Christian Zionism has been traced to the “philo-Semitism” of the Reformation, partly through a focus on scripture (“Protestants rediscovered the Bible, read the Hebrew scriptures, and recognised that Jesus was a Jew” — Books, 29 June 2007), and partly through the resurgence of Millennialism. Many Christian Zionists believe that the Jews’ return to the Holy Land is a precursor to the Second Coming of Jesus. The movement grew in the early 19th century, alongside Dispensationalism, and gained strength in the United States in the 20th century, among Evangelical supporters including Billy Graham. Proponents emphasise that it represents a departure from “replacement theology”, whereby Christianity is understood as having replaced Judaism, with Christians the new Chosen People.
Although the Church’s Ministry Among Jewish People (CMJ) and other organisations have emphasised that they do not adopt a position on any particular millennial view, Christian Zionism is widely understood in its dispensationalist form: seeking to bring about the restoration of the Jewish people to their ancestral homeland in expectation of the Second Coming.

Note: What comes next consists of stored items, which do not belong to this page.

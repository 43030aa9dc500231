//! Read-back inspection of converted documents
//!
//! Opens a written netCDF-4 document and reports its groups, datasets and
//! global attributes. Used by the `inspect` subcommand and by the tests to
//! check the structure of what was written.

use crate::errors::Result;
use crate::schema::{SchemaVersion, SHOT_DIMENSION};
use netcdf::{AttributeValue, File, Variable};

/// One dataset inside a group
#[derive(Debug, Clone, PartialEq)]
pub struct VariableSummary {
    pub name: String,
    pub data_type: String,
    pub length: usize,
    pub long_name: Option<String>,
    pub units: Option<String>,
}

/// One group and its datasets, in file order
#[derive(Debug, Clone, PartialEq)]
pub struct GroupSummary {
    pub name: String,
    pub variables: Vec<VariableSummary>,
}

impl GroupSummary {
    pub fn variable_names(&self) -> Vec<&str> {
        self.variables.iter().map(|v| v.name.as_str()).collect()
    }
}

/// Structure of a converted document
#[derive(Debug, Clone, PartialEq)]
pub struct DocumentSummary {
    pub records: usize,
    pub version: Option<SchemaVersion>,
    pub groups: Vec<GroupSummary>,
    pub global_attributes: Vec<(String, String)>,
}

impl DocumentSummary {
    pub fn group(&self, name: &str) -> Option<&GroupSummary> {
        self.groups.iter().find(|g| g.name == name)
    }

    pub fn global_attribute(&self, name: &str) -> Option<&str> {
        self.global_attributes
            .iter()
            .find(|(key, _)| key == name)
            .map(|(_, value)| value.as_str())
    }
}

/// Render an attribute value the way it reads in `ncdump`
pub fn format_attribute_value(value: &AttributeValue) -> String {
    match value {
        AttributeValue::Str(s) => s.clone(),
        AttributeValue::Strs(ss) => ss.join(", "),
        AttributeValue::Double(d) => d.to_string(),
        AttributeValue::Doubles(ds) => format!("{:?}", ds),
        AttributeValue::Float(f) => f.to_string(),
        AttributeValue::Int(i) => i.to_string(),
        AttributeValue::Longlong(i) => i.to_string(),
        AttributeValue::Short(s) => s.to_string(),
        other => format!("{:?}", other),
    }
}

fn string_attribute(var: &Variable, name: &str) -> Option<String> {
    match var.attribute(name)?.value().ok()? {
        AttributeValue::Str(s) => Some(s),
        _ => None,
    }
}

fn summarize_variable(var: &Variable) -> VariableSummary {
    VariableSummary {
        name: var.name(),
        data_type: format!("{:?}", var.vartype()).to_lowercase(),
        length: var.len(),
        long_name: string_attribute(var, "long_name"),
        units: string_attribute(var, "units"),
    }
}

/// Collect the group/dataset structure and global attributes of a document
pub fn summarize_document(file: &File) -> Result<DocumentSummary> {
    let records = file
        .dimension(SHOT_DIMENSION)
        .map(|d| d.len())
        .unwrap_or(0);

    let mut global_attributes = Vec::new();
    for attr in file.attributes() {
        global_attributes.push((attr.name().to_string(), format_attribute_value(&attr.value()?)));
    }

    let version = global_attributes
        .iter()
        .find(|(key, _)| key == "version")
        .and_then(|(_, value)| value.parse::<SchemaVersion>().ok());

    let mut groups = Vec::new();
    for group in file.groups()? {
        groups.push(GroupSummary {
            name: group.name(),
            variables: group.variables().map(|v| summarize_variable(&v)).collect(),
        });
    }

    Ok(DocumentSummary {
        records,
        version,
        groups,
        global_attributes,
    })
}

/// Prints the groups, datasets and global attributes of a converted document.
pub fn print_document(summary: &DocumentSummary) {
    println!("\n===== Document =====");
    println!("- {} = {}", SHOT_DIMENSION, summary.records);
    if let Some(version) = summary.version {
        println!("- LDS version: {}", version);
    }

    println!("\n===== Groups =====");
    for group in &summary.groups {
        println!("- {}", group.name);
        for var in &group.variables {
            let units = var.units.as_deref().unwrap_or("-");
            println!("    {} ({}) [{}] units: {}", var.name, var.data_type, var.length, units);
        }
    }

    println!("\n===== Global Attributes =====");
    for (name, value) in &summary.global_attributes {
        println!("- {}: {}", name, value);
    }
}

Rabbi Dan Cohn-Sherbok, Professor of Judaism at the University of Wales, Lampeter, has drawn attention to a “paradox” in the alliance of Jewish leaders and Christian Zionists, given that “Christian Zionist theology envisages the ultimate disappearance of Judaism as a living religion” (Comment, 19 May 2006).
The study — and criticism — of Christian Zionism has often focused on the United States. In a letter sent to Tony Blair in 2004, highlighting the mistreatment of Iraqi detainees, the Archbishops criticised the US government’s support for Israel as “uncritical and one-sided”, and, in an allusion to Christian Zionism, connected this to “interpretations of Scriptures from outside the mainstream of the tradition” (News, 2 July 2004).

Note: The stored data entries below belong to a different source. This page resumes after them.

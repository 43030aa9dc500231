//! Descriptive attributes attached to every output variable
//!
//! The table is static reference data keyed by field name. It is built once
//! on first use and shared by every conversion in the process.

use crate::schema::SchemaVersion;
use std::collections::HashMap;
use std::sync::OnceLock;

/// Variable attributes written alongside one dataset
#[derive(Debug, Clone, PartialEq)]
pub struct FieldAttributes {
    pub long_name: String,
    pub units: Option<&'static str>,
    pub description: String,
    /// Inclusive `(valid_min, valid_max)` bounds
    pub valid_range: Option<(f64, f64)>,
}

impl FieldAttributes {
    fn new(long_name: &str, units: Option<&'static str>, description: &str) -> Self {
        Self {
            long_name: long_name.to_string(),
            units,
            description: description.to_string(),
            valid_range: None,
        }
    }

    fn with_valid_range(mut self, min: f64, max: f64) -> Self {
        self.valid_range = Some((min, max));
        self
    }
}

fn geolocation(
    table: &mut HashMap<&'static str, FieldAttributes>,
    suffix: &'static [&'static str; 3],
    what: &str,
) {
    let [lon, lat, elev] = *suffix;
    table.insert(
        lon,
        FieldAttributes::new(
            lon,
            Some("Degrees East"),
            &format!("Longitude of the {} within the LVIS Level-1B waveform", what),
        ),
    );
    table.insert(
        lat,
        FieldAttributes::new(
            lat,
            Some("Degrees North"),
            &format!("Latitude of the {} within the LVIS Level-1B waveform", what),
        ),
    );
    table.insert(
        elev,
        FieldAttributes::new(
            elev,
            Some("Meters"),
            &format!("Mean Elevation of the {} within the LVIS Level-1B waveform", what),
        ),
    );
}

fn build_table() -> HashMap<&'static str, FieldAttributes> {
    let mut table = HashMap::new();

    table.insert(
        "LVIS_LFID",
        FieldAttributes::new(
            "LVIS Record Index",
            None,
            "LVIS file identification, including date and time of collection and file \
             number. The third through seventh values in first field represent the \
             Modified Julian Date of data collection.",
        ),
    );
    table.insert(
        "Shot_Number",
        FieldAttributes::new("Shot Number", None, "Laser shot assigned during collection"),
    );
    table.insert(
        "Time",
        FieldAttributes::new(
            "Transmit time of each shot",
            Some("Seconds"),
            "UTC decimal seconds of the day",
        ),
    );
    table.insert(
        "J2000",
        FieldAttributes::new(
            "Transmit time of each shot in J2000 seconds",
            Some("seconds since 2000-01-01 12:00:00 UTC"),
            "The transmit time of each shot in the 1 second frame measured as UTC \
             seconds elapsed since Jan 1 2000 12:00:00 UTC.",
        ),
    );

    table.insert(
        "Longitude_Centroid",
        FieldAttributes::new(
            "Longitude_Centroid",
            Some("Degrees East"),
            "Corresponding longitude of the LVIS Level-1B waveform centroid",
        ),
    );
    table.insert(
        "Latitude_Centroid",
        FieldAttributes::new(
            "Latitude_Centroid",
            Some("Degrees North"),
            "Corresponding latitude of the LVIS Level-1B waveform centroid",
        ),
    );
    table.insert(
        "Elevation_Centroid",
        FieldAttributes::new(
            "Elevation_Centroid",
            Some("Meters"),
            "Elevation surface of the LVIS Level-1B waveform centroid",
        ),
    );
    geolocation(
        &mut table,
        &["Longitude_Low", "Latitude_Low", "Elevation_Low"],
        "lowest detected mode",
    );
    geolocation(
        &mut table,
        &["Longitude_High", "Latitude_High", "Elevation_High"],
        "highest detected mode",
    );
    geolocation(
        &mut table,
        &["Longitude_Top", "Latitude_Top", "Elevation_Top"],
        "highest detected signal",
    );

    let rh_fields = SchemaVersion::Lds202
        .fields()
        .iter()
        .filter_map(|f| Some((f.name, f.name.strip_prefix("RH")?)));
    for (name, pct) in rh_fields {
        table.insert(
            name,
            FieldAttributes::new(
                name,
                Some("Meters"),
                &format!(
                    "Height relative to the lowest detected mode at which {}% of the \
                     waveform energy occurs",
                    pct
                ),
            ),
        );
    }

    table.insert(
        "Azimuth",
        FieldAttributes::new("Azimuth", Some("degrees"), "Azimuth angle of the laser beam.")
            .with_valid_range(0.0, 360.0),
    );
    table.insert(
        "Incident_Angle",
        FieldAttributes::new(
            "Incident_Angle",
            Some("degrees"),
            "Off-nadir incident angle of the laser beam.",
        )
        .with_valid_range(0.0, 360.0),
    );
    table.insert(
        "Range",
        FieldAttributes::new(
            "Range",
            Some("meters"),
            "Distance between the instrument and the ground.",
        ),
    );
    table.insert(
        "Complexity",
        FieldAttributes::new("Complexity", None, "Complexity metric for the return waveform."),
    );
    table.insert(
        "Flag1",
        FieldAttributes::new(
            "Flag1",
            None,
            "Flag indicating LVIS channel used to locate lowest detected mode.",
        ),
    );
    table.insert(
        "Flag2",
        FieldAttributes::new(
            "Flag2",
            None,
            "Flag indicating LVIS channel used to calculate RH metrics.",
        ),
    );
    table.insert(
        "Flag3",
        FieldAttributes::new(
            "Flag3",
            None,
            "Flag indicating LVIS channel waveform contained in Level-1B file.",
        ),
    );

    table
}

/// The full attribute table
pub fn attribute_table() -> &'static HashMap<&'static str, FieldAttributes> {
    static TABLE: OnceLock<HashMap<&'static str, FieldAttributes>> = OnceLock::new();
    TABLE.get_or_init(build_table)
}

/// Attributes for one field, if the field is known
#[must_use]
pub fn field_attributes(name: &str) -> Option<&'static FieldAttributes> {
    attribute_table().get(name)
}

The 2006 Patriarchs’ statement condemned “the contemporary alliance of Christian Zionist leaders and organizations with elements in the governments of Israel and the United States that are presently imposing their unilateral pre-emptive borders and domination over Palestine”.
In 2024, a resolution condemning Christian Zionism was passed by the House of Bishops of the Episcopal Church (News, 28 June 2024). Having initially rejected the resolution, the Bishops brought it back for reconsideration, after the Anglican Archbishop in Jerusalem, Dr Hosam Naoum, expressed his disappointment.
Resolution D006 condemns “the practical and political effects of that collection of theologies popularly known as ‘Christian Zionism’, which, distinct from historic Jewish Zionism, in its many manifestations, promotes an eschatology in which the Second Coming of Christ is contingent upon the existence of the modern State of Israel, wrongly conflates that State with biblical Israel, and denies both the legitimacy of Palestinian existence and right to statehood in the Holy Land”.
God’s Unfailing Word, the first publication on Jewish-Christian relations from the Church of England’s Faith and Order Commission (News, 21 November 2019), says: “It is inaccurate and unhelpful if Christian theological support for the continuing existence of the State of Israel, whether or not it would describe itself as Christian Zionism, is simply treated as a form of fundamentalism. . .
“So far as forms of Christian Zionism are concerned that are bound up with apocalyptic speculation, the Church must be clear that there can be no justification in Christian doctrine for setting aside the ordinary requirements of justice for the sake of supposed prophetic fulfilment, when justice is at the heart of God’s promises for us.”